Entries supplied Start Marker
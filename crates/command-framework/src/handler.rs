//! # CommandHandler Trait
//!
//! The `CommandHandler` trait defines the contract every resource handler
//! (PersonalizedInfos, AuthorizedApps, …) implements to be reachable through
//! the dispatch core. A handler answers some subset of the [`Verb`]s and says
//! which ones through [`CommandHandler::verbs`].
//!
//! # Provided Methods
//! `get`, `patch` and `update` all have default bodies that return
//! [`HandlerError::NotImplemented`]. Override the ones you list in `verbs()`.
//! The resolver never invokes a verb that is missing from `verbs()`, so the
//! defaults are only reached when the two disagree.
//!
//! # Lifecycle
//! Handlers are built by a [`HandlerFactory`] once per request, bound to that
//! request's [`RequestContext`], and dropped when the request is answered.
//! All operations take `&self`: a handler cannot carry state from one request
//! to the next.

use async_trait::async_trait;
use std::sync::Arc;

use crate::context::RequestContext;
use crate::error::HandlerError;
use crate::resource::{CommandAttributes, Resource};
use crate::verb::{Verb, VerbSet};

/// Contract every resource handler satisfies.
///
/// ```rust
/// use command_framework::{CommandAttributes, CommandHandler, HandlerError, Resource, Verb, VerbSet};
/// use async_trait::async_trait;
///
/// struct Clock;
///
/// #[async_trait]
/// impl CommandHandler for Clock {
///     fn verbs(&self) -> VerbSet {
///         VerbSet::from([Verb::Get])
///     }
///
///     async fn get(&self, _attributes: CommandAttributes) -> Result<Resource, HandlerError> {
///         Ok(Resource::new().with("id", "clock").with("kind", "demo#clock").with("ticks", 42))
///     }
/// }
/// ```
#[async_trait]
pub trait CommandHandler: Send + Sync + 'static {
    /// The verbs this handler implements.
    fn verbs(&self) -> VerbSet;

    /// Retrieves the current state. Must not mutate anything.
    async fn get(&self, _attributes: CommandAttributes) -> Result<Resource, HandlerError> {
        Err(HandlerError::NotImplemented(Verb::Get))
    }

    /// Applies the fields present in `attributes`, leaving the rest untouched,
    /// and returns the full resulting representation.
    async fn patch(&self, _attributes: CommandAttributes) -> Result<Resource, HandlerError> {
        Err(HandlerError::NotImplemented(Verb::Patch))
    }

    /// Replaces the mutable fields with `attributes`; omitted fields revert
    /// to their defaults.
    async fn update(&self, _attributes: CommandAttributes) -> Result<Resource, HandlerError> {
        Err(HandlerError::NotImplemented(Verb::Update))
    }

    /// Runs `verb` against this handler.
    async fn call(&self, verb: Verb, attributes: CommandAttributes) -> Result<Resource, HandlerError> {
        match verb {
            Verb::Get => self.get(attributes).await,
            Verb::Patch => self.patch(attributes).await,
            Verb::Update => self.update(attributes).await,
        }
    }
}

/// Builds a handler bound to one request.
pub type HandlerFactory = Arc<dyn Fn(&RequestContext) -> Box<dyn CommandHandler> + Send + Sync>;

/// Wraps a closure returning a concrete handler into a [`HandlerFactory`].
pub fn factory<H, F>(build: F) -> HandlerFactory
where
    H: CommandHandler,
    F: Fn(&RequestContext) -> H + Send + Sync + 'static,
{
    Arc::new(move |ctx: &RequestContext| Box::new(build(ctx)) as Box<dyn CommandHandler>)
}

#[cfg(test)]
mod tests {
    use super::*;

    struct ReadOnly;

    #[async_trait]
    impl CommandHandler for ReadOnly {
        fn verbs(&self) -> VerbSet {
            VerbSet::from([Verb::Get])
        }

        async fn get(&self, attributes: CommandAttributes) -> Result<Resource, HandlerError> {
            let id = attributes.get_str("id").unwrap_or("me").to_string();
            Ok(Resource::new().with("id", id).with("kind", "test#readOnly"))
        }
    }

    #[tokio::test]
    async fn test_call_routes_to_verb() {
        let handler = ReadOnly;
        let attrs = CommandAttributes::new().with("id", "abc");
        let resource = handler.call(Verb::Get, attrs).await.unwrap();
        assert_eq!(resource.id(), Some("abc"));
    }

    #[tokio::test]
    async fn test_default_bodies_report_not_implemented() {
        let handler = ReadOnly;
        let err = handler
            .call(Verb::Update, CommandAttributes::new())
            .await
            .unwrap_err();
        assert!(matches!(err, HandlerError::NotImplemented(Verb::Update)));
    }

    #[test]
    fn test_factory_builds_fresh_handlers() {
        let build = factory(|_ctx| ReadOnly);
        let first = build(&RequestContext::new(1));
        let second = build(&RequestContext::new(2));
        assert!(first.verbs().contains(Verb::Get));
        assert!(!second.verbs().contains(Verb::Patch));
    }
}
Entries supplied End Marker
● What the exercise asks
The data, all of it, should be transcribed exactly.

● Answer for the task
filename crates/command-framework/src/handler.rs
//! # CommandHandler Trait
//!
//! The `CommandHandler` trait defines the contract every resource handler
//! (PersonalizedInfos, AuthorizedApps, …) implements to be reachable through
//! the dispatch core. A handler answers some subset of the [`Verb`]s and says
//! which ones through [`CommandHandler::verbs`].
//!
//! # Provided Methods
//! `get`, `patch` and `update` all have default bodies that return
//! [`HandlerError::NotImplemented`]. Override the ones you list in `verbs()`.
//! The resolver never invokes a verb that is missing from `verbs()`, so the
//! defaults are only reached when the two disagree.
//!
//! # Lifecycle
//! Handlers are built by a [`HandlerFactory`] once per request, bound to that
//! request's [`RequestContext`], and dropped when the request is answered.
//! All operations take `&self`: a handler cannot carry state from one request
//! to the next.

use async_trait::async_trait;
use std::sync::Arc;

use crate::context::RequestContext;
use crate::error::HandlerError;
use crate::resource::{CommandAttributes, Resource};
use crate::verb::{Verb, VerbSet};

/// Contract every resource handler satisfies.
///
/// ```rust
/// use command_framework::{CommandAttributes, CommandHandler, HandlerError, Resource, Verb, VerbSet};
/// use async_trait::async_trait;
///
/// struct Clock;
///
/// #[async_trait]
/// impl CommandHandler for Clock {
///     fn verbs(&self) -> VerbSet {
///         VerbSet::from([Verb::Get])
///     }
///
///     async fn get(&self, _attributes: CommandAttributes) -> Result<Resource, HandlerError> {
///         Ok(Resource::new().with("id", "clock").with("kind", "demo#clock").with("ticks", 42))
///     }
/// }
/// ```
#[async_trait]
pub trait CommandHandler: Send + Sync + 'static {
    /// The verbs this handler implements.
    fn verbs(&self) -> VerbSet;

    /// Retrieves the current state. Must not mutate anything.
    async fn get(&self, _attributes: CommandAttributes) -> Result<Resource, HandlerError> {
        Err(HandlerError::NotImplemented(Verb::Get))
    }

    /// Applies the fields present in `attributes`, leaving the rest untouched,
    /// and returns the full resulting representation.
    async fn patch(&self, _attributes: CommandAttributes) -> Result<Resource, HandlerError> {
        Err(HandlerError::NotImplemented(Verb::Patch))
    }

    /// Replaces the mutable fields with `attributes`; omitted fields revert
    /// to their defaults.
    async fn update(&self, _attributes: CommandAttributes) -> Result<Resource, HandlerError> {
        Err(HandlerError::NotImplemented(Verb::Update))
    }

    /// Runs `verb` against this handler.
    async fn call(&self, verb: Verb, attributes: CommandAttributes) -> Result<Resource, HandlerError> {
        match verb {
            Verb::Get => self.get(attributes).await,
            Verb::Patch => self.patch(attributes).await,
            Verb::Update => self.update(attributes).await,
        }
    }
}

/// Builds a handler bound to one request.
pub type HandlerFactory = Arc<dyn Fn(&RequestContext) -> Box<dyn CommandHandler> + Send + Sync>;

/// Wraps a closure returning a concrete handler into a [`HandlerFactory`].
pub fn factory<H, F>(build: F) -> HandlerFactory
where
    H: CommandHandler,
    F: Fn(&RequestContext) -> H + Send + Sync + 'static,
{
    Arc::new(move |ctx: &RequestContext| Box::new(build(ctx)) as Box<dyn CommandHandler>)
}

#[cfg(test)]
mod tests {
    use super::*;

    struct ReadOnly;

    #[async_trait]
    impl CommandHandler for ReadOnly {
        fn verbs(&self) -> VerbSet {
            VerbSet::from([Verb::Get])
        }

        async fn get(&self, attributes: CommandAttributes) -> Result<Resource, HandlerError> {
            let id = attributes.get_str("id").unwrap_or("me").to_string();
            Ok(Resource::new().with("id", id).with("kind", "test#readOnly"))
        }
    }

    #[tokio::test]
    async fn test_call_routes_to_verb() {
        let handler = ReadOnly;
        let attrs = CommandAttributes::new().with("id", "abc");
        let resource = handler.call(Verb::Get, attrs).await.unwrap();
        assert_eq!(resource.id(), Some("abc"));
    }

    #[tokio::test]
    async fn test_default_bodies_report_not_implemented() {
        let handler = ReadOnly;
        let err = handler
            .call(Verb::Update, CommandAttributes::new())
            .await
            .unwrap_err();
        assert!(matches!(err, HandlerError::NotImplemented(Verb::Update)));
    }

    #[test]
    fn test_factory_builds_fresh_handlers() {
        let build = factory(|_ctx| ReadOnly);
        let first = build(&RequestContext::new(1));
        let second = build(&RequestContext::new(2));
        assert!(first.verbs().contains(Verb::Get));
        assert!(!second.verbs().contains(Verb::Patch));
    }
}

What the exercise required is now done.